Cereal Chem 69:379-381 | VIEW
ARTICLE
Lipase Activity in Oats---Distribution, pH Dependence, and Heat Inactivation.
B. Ekstrand, I. Gangby, and G. Akesson. Copyright 1992 by the American Association of Cereal Chemists, Inc.
The lipase activity in oat kernels at different pHs, at different stages of development, and in different parts of the oat kernel was studied. The measurement of lipase activity was performed by means of fluorescence spectrophotometry. Lipase activity was higher in the aleurone layer and embryonic tissues than it was in the starchy endosperm. This also was shown in flour samples from fractionated milling.

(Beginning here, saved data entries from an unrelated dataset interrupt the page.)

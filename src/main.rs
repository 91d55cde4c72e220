use clap::Parser;

use rolesweep::{
    config::SweepConfig,
    db::DbPool,
    observability::init_tracing,
    reaper::{Reaper, report},
};

/// CLI arguments for rolesweep.
#[derive(Parser, Debug)]
#[command(version, about = "Expired database credential reaper", long_about = None)]
struct Args {
    #[command(subcommand)]
    command: Option<Command>,

    /// Path to the config file
    #[arg(short, long, global = true, default_value = "rolesweep.toml")]
    config: String,
}

#[derive(clap::Subcommand, Debug)]
enum Command {
    /// Run one reap pass over the configured families (default)
    Run {
        /// Print the report as JSON instead of a table
        #[arg(long)]
        json: bool,
    },
    /// Initialize a new configuration file
    Init {
        /// Path to create the config file
        #[arg(short, long, default_value = "rolesweep.toml")]
        output: String,
        /// Overwrite an existing config file
        #[arg(long)]
        force: bool,
    },
}

#[tokio::main]
async fn main() {
    let args = Args::parse();
    let code = match args.command.unwrap_or(Command::Run { json: false }) {
        Command::Init { output, force } => init_config(&output, force),
        Command::Run { json } => run_sweep(&args.config, json).await,
    };
    std::process::exit(code);
}

/// Exit codes: 0 for a clean run, 1 when the run completed but left
/// failures behind, 2 when the run could not start at all.
async fn run_sweep(config_path: &str, json: bool) -> i32 {
    let config = match SweepConfig::from_file(config_path) {
        Ok(config) => config,
        Err(e) => {
            eprintln!("error: {e}");
            return 2;
        }
    };

    init_tracing(&config.logging);

    tracing::info!(
        config = config_path,
        families = config.reaper.families.len(),
        custodian = %config.reaper.custodian_role,
        "starting sweep"
    );

    let db = match DbPool::connect(&config.database, config.reaper.exclude_schemas.clone()).await
    {
        Ok(db) => db,
        Err(e) => {
            tracing::error!(error = %e, "failed to connect to database");
            return 2;
        }
    };

    let sweeper = Reaper::new(
        db.principals(),
        config.reaper.custodian_role.as_str(),
        config.reaper.progress_batch,
    );
    let run = sweeper.reap_all(&config.reaper.families).await;
    db.close().await;

    if json {
        match report::to_json(&run) {
            Ok(rendered) => println!("{rendered}"),
            Err(e) => {
                tracing::error!(error = %e, "failed to serialize report");
                return 2;
            }
        }
    } else {
        print!("{}", report::render_table(&run));
    }

    if run.has_failures() { 1 } else { 0 }
}

fn init_config(output: &str, force: bool) -> i32 {
    if std::path::Path::new(output).exists() && !force {
        eprintln!("error: {output} already exists (use --force to overwrite)");
        return 2;
    }
    match std::fs::write(output, DEFAULT_CONFIG_TOML) {
        Ok(()) => {
            println!("wrote {output}");
            0
        }
        Err(e) => {
            eprintln!("error: failed to write {output}: {e}");
            2
        }
    }
}

/// Default configuration for a first run.
const DEFAULT_CONFIG_TOML: &str = r#"# rolesweep configuration

[database]
# Admin connection to the database whose leased roles should be swept.
# The url may reference environment variables: url = "${DATABASE_URL}"
url = "postgres://postgres@localhost:5432/postgres"
max_connections = 5
statement_timeout_ms = 30000

[reaper]
# Naming-family LIKE patterns, one per service consuming leased credentials.
families = ["svc_user_%"]
# Pre-existing role that inherits objects still owned by an expired principal.
custodian_role = "object_custodian"
progress_batch = 10
# Schemas to skip during privilege revocation (system schemas are always skipped).
exclude_schemas = []

[logging]
level = "info"        # or e.g. "rolesweep=debug,sqlx=warn"
format = "pretty"     # pretty | compact | json
timestamps = true
"#;
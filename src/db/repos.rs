//! Capability surface over the role catalog.

use async_trait::async_trait;

use crate::{
    db::error::DbResult,
    models::{CredentialPrincipal, DefaultAclEntry},
};

/// Typed client over the role catalog's query and mutation surface.
///
/// Implemented against PostgreSQL in [`crate::db::postgres`]; tests
/// substitute an in-memory fake. Enumeration reflects live catalog state at
/// call time, and the catalog mutates concurrently, so every operation must
/// tolerate entries vanishing between a listing and the statement acting on
/// them.
#[async_trait]
pub trait PrincipalRepo: Send + Sync {
    /// All principals whose name matches the family pattern, with their
    /// validity window. No expiry filtering happens here; the candidate
    /// rule belongs to discovery.
    async fn principals_matching(&self, pattern: &str) -> DbResult<Vec<CredentialPrincipal>>;

    /// Roles the principal is a member of.
    async fn granted_roles(&self, principal: &str) -> DbResult<Vec<String>>;

    /// Roles that are members of the principal.
    async fn member_roles(&self, principal: &str) -> DbResult<Vec<String>>;

    /// Sever one membership edge: `member` stops being a member of `role`.
    async fn revoke_membership(&self, role: &str, member: &str) -> DbResult<()>;

    /// Default-ACL rules that grant future privileges to the principal.
    async fn default_acl_entries(&self, principal: &str) -> DbResult<Vec<DefaultAclEntry>>;

    /// Revoke one default-ACL rule for the principal, by exact key tuple.
    async fn revoke_default_acl(&self, entry: &DefaultAclEntry, principal: &str) -> DbResult<()>;

    /// Revoke privileges the principal holds directly on the database.
    async fn revoke_database_privileges(&self, principal: &str) -> DbResult<()>;

    /// Non-system schemas, minus the configured exclusions.
    async fn user_schemas(&self) -> DbResult<Vec<String>>;

    /// Revoke schema usage and all table/sequence/function privileges the
    /// principal holds inside one schema.
    async fn revoke_schema_privileges(&self, schema: &str, principal: &str) -> DbResult<()>;

    /// Reassign objects owned by the principal to the custodian role.
    /// Succeeds if the principal is already gone.
    async fn reassign_owned(&self, principal: &str, custodian: &str) -> DbResult<()>;

    /// Drop residual objects still owned by the principal.
    /// Succeeds if the principal is already gone.
    async fn drop_owned(&self, principal: &str) -> DbResult<()>;

    /// Remove the principal itself. Succeeds if the role is already gone.
    async fn drop_principal(&self, principal: &str) -> DbResult<()>;
}
//! Consolidated test modules.
//!
//! End-to-end reap scenarios plus the shared in-memory catalog fake used
//! by the per-module unit tests.

#[cfg(test)]
pub mod support;
//! Expired dynamic-credential reaper.
//!
//! Discovers leased principals whose validity window has passed and tears
//! down their privilege graph in a fixed safe order before dropping them.
//! Failures are isolated at every level: a broken phase never blocks the
//! remaining phases of its principal, a broken principal never blocks the
//! remaining principals of its family, and a broken family never blocks
//! the remaining families of the run.

mod discovery;
mod error;
mod orchestrator;
mod phases;
pub mod report;

pub use discovery::discover_expired;
pub use error::DiscoveryError;
pub use orchestrator::teardown_principal;

use std::sync::Arc;

use chrono::Utc;

use crate::{
    db::PrincipalRepo,
    models::{BatchReport, PhaseFailure, RunReport, TeardownOutcome},
};

/// Sweeps expired leased principals, family by family.
pub struct Reaper {
    repo: Arc<dyn PrincipalRepo>,
    custodian_role: String,
    progress_batch: usize,
}

impl Reaper {
    pub fn new(
        repo: Arc<dyn PrincipalRepo>,
        custodian_role: impl Into<String>,
        progress_batch: usize,
    ) -> Self {
        Self {
            repo,
            custodian_role: custodian_role.into(),
            progress_batch: progress_batch.max(1),
        }
    }

    /// Sweep one family, returning its counters.
    ///
    /// Never fails: a discovery error is recorded on the report and the
    /// family is skipped.
    pub async fn reap_family(&self, family: &str) -> BatchReport {
        self.reap_family_detailed(family).await.0
    }

    async fn reap_family_detailed(&self, family: &str) -> (BatchReport, Vec<PhaseFailure>) {
        let now = Utc::now();
        let candidates = match discover_expired(&self.repo, family, now).await {
            Ok(candidates) => candidates,
            Err(e) => {
                tracing::error!(family, error = %e, "family discovery failed, skipping family");
                return (BatchReport::discovery_failed(family), Vec::new());
            }
        };

        tracing::info!(family, candidates = candidates.len(), "sweeping family");

        let mut report = BatchReport::new(family);
        let mut failures: Vec<PhaseFailure> = Vec::new();

        for (idx, principal) in candidates.iter().enumerate() {
            let result =
                teardown_principal(&self.repo, &principal.name, &self.custodian_role).await;

            report.total_attempted += 1;
            match result.outcome {
                TeardownOutcome::Dropped => report.successfully_dropped += 1,
                TeardownOutcome::PartiallyCleaned | TeardownOutcome::Failed => report.failed += 1,
            }
            failures.extend(result.failures);

            if (idx + 1) % self.progress_batch == 0 {
                tracing::info!(
                    family,
                    processed = idx + 1,
                    total = candidates.len(),
                    "sweep progress"
                );
            }
        }

        (report, failures)
    }

    /// Sweep every given family, in order.
    ///
    /// Always returns a complete report: every family appears exactly
    /// once, including families with zero candidates and families whose
    /// discovery failed.
    pub async fn reap_all(&self, families: &[String]) -> RunReport {
        let mut batches = Vec::with_capacity(families.len());
        let mut failures: Vec<PhaseFailure> = Vec::new();

        for family in families {
            let (batch, family_failures) = self.reap_family_detailed(family).await;
            batches.push(batch);
            failures.extend(family_failures);
        }

        RunReport { batches, failures }
    }
}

In accordance with the lipase distribution found in the oat kernel, the lipase activity was highest in flour fractions close to the superficial bran layer and was lowest in the internal endosperm fractions. The development of lipase activity during germination of the seeds caused an increase in the activity at neutral and alkaline pH, whereas the activity at acid pH remained relatively constant. This indicated that the lipase activity at alkaline pH was more related to the metabolic processes initiated by the growth of the embryo. Three different Swedish cultivars were analyzed. Lipase activity varied only slighly and was not correlated to fat content. Lipase inactivation was studied in model laboratory studies. These showed the importance of good heat transport into the sample, not only high temperature, in inactivating the enzyme.